## What you need to do
As the answer, set down the lines below from the one containing "filename crates/frontend/src/config.rs" through the one containing "the navigation guard", exactly and inclusively, and no others.
————
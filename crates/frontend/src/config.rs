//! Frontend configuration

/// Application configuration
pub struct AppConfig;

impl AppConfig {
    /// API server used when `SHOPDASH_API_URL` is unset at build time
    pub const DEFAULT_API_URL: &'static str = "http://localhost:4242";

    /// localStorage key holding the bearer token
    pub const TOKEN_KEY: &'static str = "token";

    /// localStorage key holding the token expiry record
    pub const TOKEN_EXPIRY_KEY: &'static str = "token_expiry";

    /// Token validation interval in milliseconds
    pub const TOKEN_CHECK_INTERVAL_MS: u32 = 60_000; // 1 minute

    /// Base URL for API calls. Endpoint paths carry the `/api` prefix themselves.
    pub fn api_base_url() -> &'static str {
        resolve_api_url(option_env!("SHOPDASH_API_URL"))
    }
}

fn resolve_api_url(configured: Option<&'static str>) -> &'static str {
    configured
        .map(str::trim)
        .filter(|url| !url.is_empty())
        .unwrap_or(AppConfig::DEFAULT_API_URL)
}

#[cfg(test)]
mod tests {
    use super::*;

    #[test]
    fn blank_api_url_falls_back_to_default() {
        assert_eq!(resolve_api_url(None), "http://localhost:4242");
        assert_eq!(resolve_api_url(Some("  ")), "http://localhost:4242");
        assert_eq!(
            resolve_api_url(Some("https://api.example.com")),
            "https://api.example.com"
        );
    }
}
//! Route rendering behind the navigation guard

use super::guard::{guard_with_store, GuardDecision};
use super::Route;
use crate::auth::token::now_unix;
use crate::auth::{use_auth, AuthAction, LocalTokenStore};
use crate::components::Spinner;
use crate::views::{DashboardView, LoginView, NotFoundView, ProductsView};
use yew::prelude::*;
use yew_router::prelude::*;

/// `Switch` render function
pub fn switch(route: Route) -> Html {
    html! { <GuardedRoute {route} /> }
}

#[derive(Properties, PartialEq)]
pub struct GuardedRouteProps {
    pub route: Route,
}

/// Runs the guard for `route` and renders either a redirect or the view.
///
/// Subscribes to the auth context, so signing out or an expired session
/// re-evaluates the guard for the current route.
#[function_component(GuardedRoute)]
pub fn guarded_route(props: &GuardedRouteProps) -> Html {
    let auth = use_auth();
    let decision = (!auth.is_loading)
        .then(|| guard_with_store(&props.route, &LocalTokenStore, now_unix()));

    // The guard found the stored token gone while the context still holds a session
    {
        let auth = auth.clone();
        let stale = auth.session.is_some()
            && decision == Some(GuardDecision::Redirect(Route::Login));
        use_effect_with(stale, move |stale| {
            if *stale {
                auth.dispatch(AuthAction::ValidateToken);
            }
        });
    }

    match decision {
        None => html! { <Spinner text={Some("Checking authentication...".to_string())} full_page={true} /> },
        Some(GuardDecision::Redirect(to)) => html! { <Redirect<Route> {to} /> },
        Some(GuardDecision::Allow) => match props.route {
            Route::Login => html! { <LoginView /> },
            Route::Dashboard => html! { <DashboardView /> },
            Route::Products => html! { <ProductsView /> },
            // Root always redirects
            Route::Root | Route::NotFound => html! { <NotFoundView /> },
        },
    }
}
————
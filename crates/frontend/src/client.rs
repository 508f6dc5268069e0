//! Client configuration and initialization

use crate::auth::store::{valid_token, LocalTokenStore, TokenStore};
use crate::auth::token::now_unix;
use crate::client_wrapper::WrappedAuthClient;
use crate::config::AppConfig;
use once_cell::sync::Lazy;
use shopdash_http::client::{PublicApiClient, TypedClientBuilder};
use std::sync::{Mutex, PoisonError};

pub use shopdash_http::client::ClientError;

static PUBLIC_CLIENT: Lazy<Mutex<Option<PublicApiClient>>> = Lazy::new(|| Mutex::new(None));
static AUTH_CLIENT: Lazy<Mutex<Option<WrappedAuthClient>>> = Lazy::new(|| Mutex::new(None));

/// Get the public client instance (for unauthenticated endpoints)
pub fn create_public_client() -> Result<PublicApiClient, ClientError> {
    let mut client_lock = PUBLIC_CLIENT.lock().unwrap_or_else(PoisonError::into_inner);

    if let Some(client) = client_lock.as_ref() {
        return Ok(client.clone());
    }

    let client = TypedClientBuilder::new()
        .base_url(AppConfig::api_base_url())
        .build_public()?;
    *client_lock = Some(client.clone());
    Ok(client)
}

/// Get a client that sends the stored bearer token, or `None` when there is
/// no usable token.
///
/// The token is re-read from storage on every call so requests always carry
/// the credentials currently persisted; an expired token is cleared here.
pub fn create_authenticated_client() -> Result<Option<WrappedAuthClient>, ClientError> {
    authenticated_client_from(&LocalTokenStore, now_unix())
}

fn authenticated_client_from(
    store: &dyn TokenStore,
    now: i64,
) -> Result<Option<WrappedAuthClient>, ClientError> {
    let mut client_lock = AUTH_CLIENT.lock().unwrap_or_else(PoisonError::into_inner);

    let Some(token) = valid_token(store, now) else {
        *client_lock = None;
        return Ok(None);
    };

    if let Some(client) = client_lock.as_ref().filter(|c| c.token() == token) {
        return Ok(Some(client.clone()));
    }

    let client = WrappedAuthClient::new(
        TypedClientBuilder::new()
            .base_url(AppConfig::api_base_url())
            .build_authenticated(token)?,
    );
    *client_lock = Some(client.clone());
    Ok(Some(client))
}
————
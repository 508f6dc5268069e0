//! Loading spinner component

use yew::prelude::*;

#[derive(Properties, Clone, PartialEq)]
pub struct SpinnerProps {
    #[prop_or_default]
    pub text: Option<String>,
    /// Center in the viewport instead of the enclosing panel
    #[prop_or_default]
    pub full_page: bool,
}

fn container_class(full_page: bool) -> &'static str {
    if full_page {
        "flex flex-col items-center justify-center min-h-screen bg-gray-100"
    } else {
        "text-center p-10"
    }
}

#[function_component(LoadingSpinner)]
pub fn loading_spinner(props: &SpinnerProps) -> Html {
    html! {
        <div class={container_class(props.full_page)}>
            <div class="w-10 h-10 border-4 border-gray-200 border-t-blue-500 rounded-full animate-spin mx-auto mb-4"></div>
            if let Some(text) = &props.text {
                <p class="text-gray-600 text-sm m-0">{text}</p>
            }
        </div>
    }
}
————
## Answer for the task
filename crates/frontend/src/config.rs
//! Frontend configuration

/// Application configuration
pub struct AppConfig;

impl AppConfig {
    /// API server used when `SHOPDASH_API_URL` is unset at build time
    pub const DEFAULT_API_URL: &'static str = "http://localhost:4242";

    /// localStorage key holding the bearer token
    pub const TOKEN_KEY: &'static str = "token";

    /// localStorage key holding the token expiry record
    pub const TOKEN_EXPIRY_KEY: &'static str = "token_expiry";

    /// Token validation interval in milliseconds
    pub const TOKEN_CHECK_INTERVAL_MS: u32 = 60_000; // 1 minute

    /// Base URL for API calls. Endpoint paths carry the `/api` prefix themselves.
    pub fn api_base_url() -> &'static str {
        resolve_api_url(option_env!("SHOPDASH_API_URL"))
    }
}

fn resolve_api_url(configured: Option<&'static str>) -> &'static str {
    configured
        .map(str::trim)
        .filter(|url| !url.is_empty())
        .unwrap_or(AppConfig::DEFAULT_API_URL)
}

#[cfg(test)]
mod tests {
    use super::*;

    #[test]
    fn blank_api_url_falls_back_to_default() {
        assert_eq!(resolve_api_url(None), "http://localhost:4242");
        assert_eq!(resolve_api_url(Some("  ")), "http://localhost:4242");
        assert_eq!(
            resolve_api_url(Some("https://api.example.com")),
            "https://api.example.com"
        );
    }
}
//! Route rendering behind the navigation guard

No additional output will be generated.